### [Assignment]
Which lines in the records below hold the word "ApiError"? Copy each of them.

━━━ Source data

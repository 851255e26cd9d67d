use crate::store::Book;
use std::time::Duration;

/// Progress is reported back to the store every this many words, so a long
/// session doesn't hammer the disk.
pub const SAVE_EVERY: usize = 50;
const SKIP_WORDS: usize = 10;

/// One displayed word split at its optimal recognition point: the pivot
/// character the eye should land on.
#[derive(Debug, Clone, PartialEq, Eq)]
pub struct Frame {
    pub pre: String,
    pub pivot: char,
    pub post: String,
}

/// Outcome of one pacer step.
#[derive(Debug, Clone, PartialEq, Eq)]
pub enum Tick {
    /// Show this frame. `save` carries the progress index to persist when a
    /// checkpoint is due.
    Word { frame: Frame, save: Option<usize> },
    /// The book is finished; persist the final index. The cursor rewinds to
    /// the start for the next session.
    Finished { save: usize },
}

/// The RSVP pacer: a pure word-array walker. The caller owns the clock and
/// calls [`advance`](Reader::advance) once per [`tick_interval`](Reader::tick_interval).
#[derive(Debug, Clone)]
pub struct Reader {
    words: Vec<String>,
    index: usize,
    wpm: u32,
}

impl Reader {
    pub fn new(words: Vec<String>, start_index: usize, wpm: u32) -> Self {
        let index = start_index.min(words.len());
        Self {
            words,
            index,
            wpm: wpm.max(1),
        }
    }

    /// Resumes a stored book at its saved progress. A book that was finished
    /// starts over from the top.
    pub fn resume(book: &Book, wpm: u32) -> Self {
        let start = if book.progress_index >= book.words.len() {
            0
        } else {
            book.progress_index
        };
        Self::new(book.words.clone(), start, wpm)
    }

    /// Time between words at the current pace: 60s divided by words/minute.
    pub fn tick_interval(&self) -> Duration {
        Duration::from_secs_f64(60.0 / f64::from(self.wpm))
    }

    pub fn wpm(&self) -> u32 {
        self.wpm
    }

    pub fn set_wpm(&mut self, wpm: u32) {
        self.wpm = wpm.max(1);
    }

    pub fn position(&self) -> usize {
        self.index
    }

    pub fn is_finished(&self) -> bool {
        self.index >= self.words.len()
    }

    /// Steps one word forward.
    pub fn advance(&mut self) -> Tick {
        if self.index < self.words.len() {
            let frame = orp_frame(&self.words[self.index]);
            self.index += 1;
            let save = (self.index % SAVE_EVERY == 0).then_some(self.index);
            Tick::Word { frame, save }
        } else {
            let save = self.words.len();
            self.index = 0;
            Tick::Finished { save }
        }
    }

    /// Frame for the word under the cursor, without advancing.
    pub fn frame(&self) -> Option<Frame> {
        self.words.get(self.index).map(|word| orp_frame(word))
    }

    /// Jumps to a percentage of the book; out-of-range input is clamped.
    pub fn seek(&mut self, percent: f64) {
        let fraction = (percent / 100.0).clamp(0.0, 1.0);
        self.index = ((fraction * self.words.len() as f64) as usize).min(self.words.len());
    }

    pub fn rewind(&mut self) {
        self.index = self.index.saturating_sub(SKIP_WORDS);
    }

    pub fn forward(&mut self) {
        if self.words.is_empty() {
            return;
        }
        self.index = (self.index + SKIP_WORDS).min(self.words.len() - 1);
    }

    /// Whole-percent position in the book.
    pub fn progress(&self) -> f64 {
        if self.words.is_empty() {
            return 0.0;
        }
        (self.index as f64 / self.words.len() as f64) * 100.0
    }

    /// Estimated minutes to finish at the current pace, rounded up.
    pub fn minutes_left(&self) -> u32 {
        let words_left = self.words.len().saturating_sub(self.index);
        (words_left as f64 / f64::from(self.wpm)).ceil() as u32
    }
}

/// Splits a word at the middle character, the simple ORP heuristic.
fn orp_frame(word: &str) -> Frame {
    let chars: Vec<char> = word.chars().collect();
    if chars.is_empty() {
        return Frame {
            pre: String::new(),
            pivot: ' ',
            post: String::new(),
        };
    }
    let middle = chars.len() / 2;
    Frame {
        pre: chars[..middle].iter().collect(),
        pivot: chars[middle],
        post: chars[middle + 1..].iter().collect(),
    }
}

#[cfg(test)]
mod tests {
    use super::*;

    fn words(count: usize) -> Vec<String> {
        (0..count).map(|i| format!("word{i}")).collect()
    }

    #[test]
    fn pace_of_300_wpm_is_200ms() {
        let reader = Reader::new(words(10), 0, 300);
        assert_eq!(reader.tick_interval().as_millis(), 200);
    }

    #[test]
    fn wpm_floor_prevents_a_stalled_interval() {
        let reader = Reader::new(words(1), 0, 0);
        assert_eq!(reader.wpm(), 1);
    }

    #[test]
    fn orp_pivot_is_the_middle_character() {
        let frame = orp_frame("reading");
        assert_eq!(frame.pre, "rea");
        assert_eq!(frame.pivot, 'd');
        assert_eq!(frame.post, "ing");

        let tiny = orp_frame("a");
        assert_eq!(tiny.pre, "");
        assert_eq!(tiny.pivot, 'a');
        assert_eq!(tiny.post, "");
    }

    #[test]
    fn save_checkpoint_every_fifty_words() {
        let mut reader = Reader::new(words(120), 0, 300);
        let mut checkpoints = Vec::new();
        for _ in 0..120 {
            match reader.advance() {
                Tick::Word { save: Some(index), .. } => checkpoints.push(index),
                Tick::Word { .. } => {}
                Tick::Finished { .. } => panic!("finished early"),
            }
        }
        assert_eq!(checkpoints, [50, 100]);
        assert_eq!(reader.advance(), Tick::Finished { save: 120 });
        // The cursor rewound for the next session.
        assert_eq!(reader.position(), 0);
    }

    #[test]
    fn resume_restarts_a_finished_book() {
        let book = Book {
            id: 1,
            title: "T".into(),
            author: "A".into(),
            words: words(5),
            progress_index: 5,
            added_at: 0,
            last_read: 0,
        };
        let reader = Reader::resume(&book, 300);
        assert_eq!(reader.position(), 0);
    }

    #[test]
    fn seek_clamps_and_tracks_percent() {
        let mut reader = Reader::new(words(200), 0, 300);
        reader.seek(50.0);
        assert_eq!(reader.position(), 100);
        assert_eq!(reader.progress(), 50.0);
        reader.seek(150.0);
        assert_eq!(reader.position(), 200);
        reader.seek(-10.0);
        assert_eq!(reader.position(), 0);
    }

    #[test]
    fn rewind_and_forward_skip_ten_words() {
        let mut reader = Reader::new(words(30), 15, 300);
        reader.rewind();
        assert_eq!(reader.position(), 5);
        reader.rewind();
        assert_eq!(reader.position(), 0);
        reader.forward();
        assert_eq!(reader.position(), 10);
        reader.seek(100.0);
        reader.forward();
        // Forward never runs past the last word.
        assert_eq!(reader.position(), 29);
    }

    #[test]
    fn minutes_left_rounds_up() {
        let reader = Reader::new(words(301), 0, 300);
        assert_eq!(reader.minutes_left(), 2);
    }
}
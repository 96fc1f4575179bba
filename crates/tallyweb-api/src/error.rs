//! Error types for tallyweb-api

use axum::http::StatusCode;
use axum::response::{Html, IntoResponse, Response};
use thiserror::Error;

#[derive(Error, Debug)]
pub enum ApiError {
    #[error("Not found: {resource}")]
    NotFound { resource: String },
}

impl ApiError {
    pub fn status(&self) -> StatusCode {
        match self {
            ApiError::NotFound { .. } => StatusCode::NOT_FOUND,
        }
    }
}

impl IntoResponse for ApiError {
    fn into_response(self) -> Response {
        log::warn!("{} ({})", self, self.status());
        let body = match &self {
            ApiError::NotFound { resource } => format!(
                r#"<div class='bg-red-50 border border-red-200 rounded-lg p-4'><span class='font-medium text-red-800'>找不到頁面: {}</span> <a href='/' class='text-indigo-600 hover:underline'>返回首頁</a></div>"#,
                tallyweb_utils::escape_html(resource)
            ),
        };
        (self.status(), Html(body)).into_response()
    }
}
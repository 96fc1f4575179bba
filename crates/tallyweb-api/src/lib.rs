//! HTTP server with HTMX support
//!
//! Routes are organized into modules:
//! - routes::ledger: Transaction form, summary, session reset
//! - routes::settings: Configuration display

pub mod error;
pub mod routes;

use axum::{
    http::{header, HeaderMap},
    routing::{get, post},
    Router,
};
use std::collections::HashMap;
use std::sync::Arc;
use tallyweb_config::Config;
use tallyweb_core::SessionStore;
use tokio::net::TcpListener;
use tokio::sync::RwLock;

pub use error::ApiError;

/// Application state
#[derive(Clone)]
pub struct AppState {
    pub sessions: Arc<RwLock<SessionStore>>,
    pub config: Config,
}

impl AppState {
    pub fn new(config: Config) -> Self {
        Self {
            sessions: Arc::new(RwLock::new(SessionStore::from_config(&config))),
            config,
        }
    }
}

/// Create the application router
pub fn create_router(state: AppState) -> Router {
    use routes::ledger::{htmx_ledger_reset, htmx_ledger_summary, htmx_transaction_store, page_ledger};
    use routes::settings::page_settings;

    Router::new()
        // API endpoints
        .route("/api/health", get(health_check))
        // HTMX page routes
        .route("/", get(page_ledger))
        .route("/settings", get(page_settings))
        // HTMX partial routes
        .route("/ledger/summary", get(htmx_ledger_summary))
        .route("/ledger/transactions", post(htmx_transaction_store))
        .route("/ledger/reset", post(htmx_ledger_reset))
        .fallback(not_found)
        .with_state(state)
}

/// Health check endpoint
async fn health_check() -> &'static str {
    "OK"
}

async fn not_found(uri: axum::http::Uri) -> ApiError {
    ApiError::NotFound {
        resource: uri.path().to_string(),
    }
}

// ==================== Template Functions ====================

/// Base HTML template
pub fn base_html(title: &str, content: &str) -> String {
    format!(
        r#"<!DOCTYPE html>
<html lang="zh-Hant">
<head>
    <meta charset="UTF-8">
    <meta name="viewport" content="width=device-width, initial-scale=1.0">
    <title>{} - Tallyweb</title>
    <script src="https://unpkg.com/htmx.org@1.9.10"></script>
    <script src="https://cdn.tailwindcss.com"></script>
    <style>
        .htmx-indicator {{ opacity: 0; transition: opacity 0.3s; }}
        .htmx-request .htmx-indicator {{ opacity: 1; }}
        .htmx-request.htmx-indicator {{ opacity: 1; }}
    </style>
</head>
<body class="bg-gray-50 text-gray-900">
    {}
</body>
</html>"#,
        tallyweb_utils::escape_html(title),
        content
    )
}

/// Navigation sidebar
pub fn nav_sidebar(current_path: &str) -> String {
    let links = [("/", "記帳", "📊"), ("/settings", "設定", "⚙️")];

    let mut nav = String::from("<div class='bg-white border-r h-screen flex flex-col'><div class='p-4 border-b'><h1 class='text-xl font-bold text-indigo-600'>Tallyweb</h1></div><ul class='flex-1 py-2 space-y-1 px-2'>");

    for (path, label, icon) in &links {
        let is_active = if *path == "/" {
            current_path == "/"
        } else {
            current_path.starts_with(path)
        };
        let active_class = if is_active { "bg-indigo-50 text-indigo-600" } else { "text-gray-600 hover:bg-gray-50" };
        nav.push_str(&format!(
            r#"<li><a href='{}' class='flex items-center gap-2 px-3 py-2 rounded-lg {}'>{}<span>{}</span></a></li>"#,
            path, active_class, icon, label
        ));
    }
    nav.push_str("</ul></div>");
    nav
}

/// Check if request is from HTMX (partial page update)
pub fn is_htmx_request(headers: &HeaderMap) -> bool {
    headers.get("hx-request").is_some()
}

/// Wrap content for full page or HTMX partial
pub fn page_response(headers: &HeaderMap, title: &str, current_path: &str, inner_content: &str) -> String {
    if is_htmx_request(headers) {
        inner_content.to_string()
    } else {
        base_html(title, &format!(r#"<div class='flex flex-col h-screen'>
    <div class='flex flex-1 overflow-hidden'>
        <aside class='w-64 flex-shrink-0'>{}</aside>
        <main class='flex-1 overflow-auto bg-gray-50 p-6'>{}</main>
    </div>
</div>"#,
            nav_sidebar(current_path), inner_content))
    }
}

// ==================== Request Helpers ====================

/// Decode an `application/x-www-form-urlencoded` body
pub fn parse_form_body(body: &str) -> HashMap<String, String> {
    let mut params = HashMap::new();
    for pair in body.split('&').filter(|p| !p.is_empty()) {
        let (key, value) = pair.split_once('=').unwrap_or((pair, ""));
        let key = urlencoding::decode(&key.replace('+', " ")).map(|k| k.into_owned());
        let value = urlencoding::decode(&value.replace('+', " ")).map(|v| v.into_owned());
        if let (Ok(key), Ok(value)) = (key, value) {
            params.insert(key, value);
        }
    }
    params
}

/// Session id carried by the request's cookie, if any
pub fn session_id_from_headers(headers: &HeaderMap, cookie_name: &str) -> Option<String> {
    headers
        .get_all(header::COOKIE)
        .iter()
        .filter_map(|value| value.to_str().ok())
        .flat_map(|value| value.split(';'))
        .filter_map(|pair| pair.trim().split_once('='))
        .find(|(name, _)| *name == cookie_name)
        .map(|(_, id)| id.to_string())
        .filter(|id| !id.is_empty())
}

/// `Set-Cookie` header binding the browser to a session.
///
/// No expiry is set, so the cookie ends with the browser session.
pub fn session_cookie(config: &Config, session_id: &str) -> [(header::HeaderName, String); 1] {
    [(
        header::SET_COOKIE,
        format!("{}={}; Path=/; HttpOnly; SameSite=Lax", config.session.cookie_name, session_id),
    )]
}

// ==================== Server ====================

/// Start the HTTP server
///
/// Creates the router, binds to the configured address and serves until
/// Ctrl-C is received.
pub async fn start_server(config: Config) -> std::io::Result<()> {
    let addr = config.bind_address();
    let state = AppState::new(config);
    let router = create_router(state);

    let listener = TcpListener::bind(&addr).await?;
    log::info!("Starting Tallyweb server on http://{}", addr);
    log::info!("Available routes:");
    log::info!("  - / (Ledger form and summary)");
    log::info!("  - /settings (Configuration)");
    log::info!("  - /api/health (Health check)");

    axum::serve(listener, router)
        .with_graceful_shutdown(shutdown_signal())
        .await?;
    log::info!("Server stopped gracefully");
    Ok(())
}

async fn shutdown_signal() {
    if let Err(e) = tokio::signal::ctrl_c().await {
        log::error!("Failed to listen for shutdown signal: {}", e);
    }
}

// ==================== Tests ====================
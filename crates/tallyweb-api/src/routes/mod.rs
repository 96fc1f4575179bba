//! Route modules for the HTTP server
//!
//! - ledger: Transaction form, summary, session reset
//! - settings: Settings page
//!
//! Each module follows a consistent structure:
//! - mod.rs: Module declaration and exports
//! - api.rs: HTMX form endpoints
//! - page.rs: HTMX page rendering

pub mod ledger;
pub mod settings;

━━━━━━

### [Written response]
pub enum ApiError {
impl ApiError {
            ApiError::NotFound { .. } => StatusCode::NOT_FOUND,
impl IntoResponse for ApiError {
            ApiError::NotFound { resource } => format!(
pub use error::ApiError;
async fn not_found(uri: axum::http::Uri) -> ApiError {
    ApiError::NotFound {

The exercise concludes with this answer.